Friday, May 26, 2017
It's coming back
Perhaps it was during all of those miscarriage years, that it happened. It might have been dealing with cancer or shingles on my brain but sometime in the past 2 decades I lost my voice. );
God gave me a beautiful singing voice and I am so glad that He did. That's probably why I was able to survive my childhood. Eating my mother's cooking and singing with my parents were the only 2 things that I remember being praised for. Well, other than working.................
I didn't notice that I had lost my voice so much when Michael and Cora asked me to sing for their wedding. That's probably because Michael's sister played the piano for me as I sang. Some of my childhood family members and I used to sing a LOT while I still lived at home! It was so much fun to hear the close harmony and to feel somewhat like a family must feel!
Well, I sure knew it when I was rehearsing to sing at Andrew and Marie's wedding. I knew that I had lost my voice somewhere. I COULDN'T STAND THE SOUND COMING OUT OF MY MOUTH!!! I remember calling Elizabeth crying because I had agreed to sing for my son's wedding and now I knew that I sounded like crap!!! How could I do that to my son? How could I sing for his wedding knowing that my voice was GONE!!!!
Well, I did LOTS of energy work on myself before the big day and, I have to admit, that I didn't sound as terrible as I was sure that I would. PRAISE THE LORD!!!!
Still, after I was home again, I knew that I had sung for the last time in public. I clearly remember saying at the supper table, which now seated only Robert, Jacob, and myself, that I had sung for the last time in public.
You have to imagine my surprise when Jacob blurted out, "THANKS A LOT, MOM!"
I had to ponder this a little bit. What was he saying? Had Jacob opened up his mind to the thought of getting married some day? Would he really WANT me to sing at his wedding when I no longer had a "Singing for weddings" voice?
That moment changed me.
Jacob deserved his mother to sing at his wedding too!!
I sang at both of his siblings weddings, as I had sung for dozens of weddings before theirs. Why couldn't I sing at Jacob's wedding too? Why couldn't I get my voice back?
That was the start of it.
Then one day I was talking with a close friend and suddenly I wanted to sing again.

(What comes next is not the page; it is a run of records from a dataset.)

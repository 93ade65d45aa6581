/*
 * Copyright (c) 2023.
 *
 * This software is free software;
 *
 * You can redistribute it or modify it under terms of the MIT, Apache License or Zlib license
 */
use alloc::vec::Vec;

use crate::bytestream::{ByteIoError, ByteReaderTrait, ByteSeek};

/// An in memory byte source that works without `std`
///
/// Seeking past the end is allowed, reads from there report
/// [`ByteIoError::NotEnoughBytes`].
pub struct ByteCursor<T: AsRef<[u8]>> {
    stream:   T,
    position: usize
}

impl<T: AsRef<[u8]>> ByteCursor<T> {
    pub fn new(buffer: T) -> ByteCursor<T> {
        ByteCursor {
            stream:   buffer,
            position: 0
        }
    }

    /// Current offset from the start of the buffer
    pub const fn position(&self) -> usize {
        self.position
    }

    /// Bytes between the current position and the end of the buffer
    pub fn remaining(&self) -> usize {
        self.stream.as_ref().len().saturating_sub(self.position)
    }

    /// Return the wrapped buffer
    pub fn into_inner(self) -> T {
        self.stream
    }

    fn available(&self) -> &[u8] {
        let bytes = self.stream.as_ref();
        let start = core::cmp::min(self.position, bytes.len());
        &bytes[start..]
    }
}

impl<T: AsRef<[u8]>> ByteReaderTrait for ByteCursor<T> {
    #[inline(always)]
    fn read_exact_bytes(&mut self, buf: &mut [u8]) -> Result<(), ByteIoError> {
        let available = self.available();

        match available.get(..buf.len()) {
            Some(bytes) => {
                buf.copy_from_slice(bytes);
                self.position += buf.len();
                Ok(())
            }
            None => Err(ByteIoError::NotEnoughBytes(buf.len(), available.len()))
        }
    }

    #[inline(always)]
    fn read_bytes(&mut self, buf: &mut [u8]) -> Result<usize, ByteIoError> {
        let read = self.peek_bytes(buf)?;
        self.position += read;
        Ok(read)
    }

    #[inline(always)]
    fn peek_bytes(&mut self, buf: &mut [u8]) -> Result<usize, ByteIoError> {
        let available = self.available();
        let read = core::cmp::min(available.len(), buf.len());

        buf[..read].copy_from_slice(&available[..read]);

        Ok(read)
    }

    #[inline(always)]
    fn peek_exact_bytes(&mut self, buf: &mut [u8]) -> Result<(), ByteIoError> {
        let read = self.peek_bytes(buf)?;

        if read != buf.len() {
            return Err(ByteIoError::NotEnoughBytes(buf.len(), read));
        }
        Ok(())
    }

    fn byte_seek(&mut self, from: ByteSeek) -> Result<u64, ByteIoError> {
        let new_position = match from {
            ByteSeek::Start(position) => usize::try_from(position)?,
            ByteSeek::End(offset) => {
                let end = i64::try_from(self.stream.as_ref().len())?;
                let target = end
                    .checked_add(offset)
                    .ok_or(ByteIoError::SeekError("Seek offset overflowed"))?;
                usize::try_from(target)
                    .map_err(|_| ByteIoError::SeekError("Cannot seek before start of stream"))?
            }
            ByteSeek::Current(offset) => {
                let current = i64::try_from(self.position)?;
                let target = current
                    .checked_add(offset)
                    .ok_or(ByteIoError::SeekError("Seek offset overflowed"))?;
                usize::try_from(target)
                    .map_err(|_| ByteIoError::SeekError("Cannot seek before start of stream"))?
            }
        };
        self.position = new_position;

        Ok(self.position as u64)
    }

    #[inline(always)]
    fn is_eof(&mut self) -> Result<bool, ByteIoError> {
        Ok(self.position >= self.stream.as_ref().len())
    }

    #[inline(always)]
    fn byte_position(&mut self) -> Result<u64, ByteIoError> {
        Ok(self.position as u64)
    }

    fn read_remaining(&mut self, sink: &mut Vec<u8>) -> Result<usize, ByteIoError> {
        let available = self.available();
        let read = available.len();

        sink.extend_from_slice(available);
        self.position += read;

        Ok(read)
    }
}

I recall vividly that I told Paula, "I think I'm going to get my voice back." She laughed and said, "God told me that you were going to get your voice back some day."

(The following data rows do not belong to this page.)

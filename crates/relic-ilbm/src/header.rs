/*
 * Copyright (c) 2023.
 *
 * This software is free software;
 *
 * You can redistribute it or modify it under terms of the MIT, Apache License or Zlib license
 */

use relic_core::bytestream::{ByteReader, ByteReaderTrait};
use relic_core::log::trace;

use crate::IlbmDecodeErrors;

pub(crate) const FORM: [u8; 4] = *b"FORM";
pub(crate) const ILBM: [u8; 4] = *b"ILBM";
pub(crate) const PBM: [u8; 4] = *b"PBM ";
pub(crate) const BMHD: [u8; 4] = *b"BMHD";
pub(crate) const CMAP: [u8; 4] = *b"CMAP";
pub(crate) const CAMG: [u8; 4] = *b"CAMG";
pub(crate) const BODY: [u8; 4] = *b"BODY";

/// Size of the `BMHD` payload
pub(crate) const BMHD_SIZE: u32 = 20;

/// The two raster forms
#[derive(Copy, Clone, Debug, Eq, PartialEq)]
pub enum FormKind {
    /// Interleaved bitplanes, one row of every plane after another
    Ilbm,
    /// Packed bitmap, one byte per pixel
    Pbm
}

impl FormKind {
    pub(crate) fn from_tag(tag: [u8; 4]) -> Option<FormKind> {
        match tag {
            ILBM => Some(FormKind::Ilbm),
            PBM => Some(FormKind::Pbm),
            _ => None
        }
    }
}

/// The `BMHD` chunk
///
/// All multi byte fields are big endian on disk
#[derive(Copy, Clone, Debug, Default, Eq, PartialEq)]
pub struct BitmapHeader {
    pub width:             u16,
    pub height:            u16,
    pub x:                 i16,
    pub y:                 i16,
    pub planes:            u8,
    /// Bit 0 is a stencil plane, bit 1 a transparent color
    pub masking:           u8,
    pub compression:       u8,
    pub pad:               u8,
    pub transparent_color: u16,
    pub x_aspect:          u8,
    pub y_aspect:          u8,
    pub page_width:        i16,
    pub page_height:       i16
}

impl BitmapHeader {
    pub(crate) fn read<T: ByteReaderTrait>(
        stream: &mut ByteReader<T>
    ) -> Result<BitmapHeader, IlbmDecodeErrors> {
        let header = BitmapHeader {
            width:             stream.get_u16_be_err()?,
            height:            stream.get_u16_be_err()?,
            x:                 stream.get_i16_be_err()?,
            y:                 stream.get_i16_be_err()?,
            planes:            stream.get_u8_err()?,
            masking:           stream.get_u8_err()?,
            compression:       stream.get_u8_err()?,
            pad:               stream.get_u8_err()?,
            transparent_color: stream.get_u16_be_err()?,
            x_aspect:          stream.get_u8_err()?,
            y_aspect:          stream.get_u8_err()?,
            page_width:        stream.get_i16_be_err()?,
            page_height:       stream.get_i16_be_err()?
        };
        trace!("Width: {} Height: {}", header.width, header.height);
        trace!("Planes: {}", header.planes);
        trace!("Masking: {}", header.masking);
        trace!("Compression: {}", header.compression);

        Ok(header)
    }

    /// Whether an extra stencil plane follows the color planes
    pub const fn has_stencil(&self) -> bool {
        self.masking & 1 != 0
    }

    /// Whether `transparent_color` is a color key
    pub const fn has_color_key(&self) -> bool {
        self.masking & 2 != 0
    }

    /// Output width, the header width rounded up to 16 pixels
    pub const fn padded_width(&self) -> usize {
        (self.width as usize + 15) & !15
    }
}

/// The Amiga view mode from the `CAMG` chunk
#[derive(Copy, Clone, Debug, Default, Eq, PartialEq)]
pub struct ViewMode(pub u32);

impl ViewMode {
    pub const HAM: u32 = 0x0800;
    pub const EXTRA_HALF_BRITE: u32 = 0x0080;

    /// Hold-And-Modify
    pub const fn is_ham(&self) -> bool {
        self.0 & Self::HAM != 0
    }

    /// Extra-Half-Bright
    pub const fn is_ehb(&self) -> bool {
        self.0 & Self::EXTRA_HALF_BRITE != 0
    }
}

Then, one day shortly after that, when I was doing dishes, I started to sing like I used to do before my health deteriorated so badly that no music came out of my mouth. I just sang along with the music I was listening to, most likely the Booth Brothers, and my voice was there. It was strong for just a few moments, but I heard it. I'm crying now to think that this could happen to me. Aren't washed up singers washed up?
This morning a friend asked for suggestions of songs to use at their family fun days. She wanted the group to sing songs that they enjoy and quick as a wink I wrote to her that she could lead the group in the praise chorus, LORD I LIFT YOUR NAME ON HIGH!
Then, I had to look it up.
Then I had to listen to it.
Then I had to share it with you all.
Then I sang along.
TEARS OF JOY.
I heard my powerful voice as I sang praises to my King!!! I heard it strong and clear like when I was young.
How can this be?
All I can think is that, if the Father wants me to sing again, I'LL SING--even if it's just to Him in my kitchen.
LORD I LIFT YOUR NAME ON HIGH!!!!!!!!!!!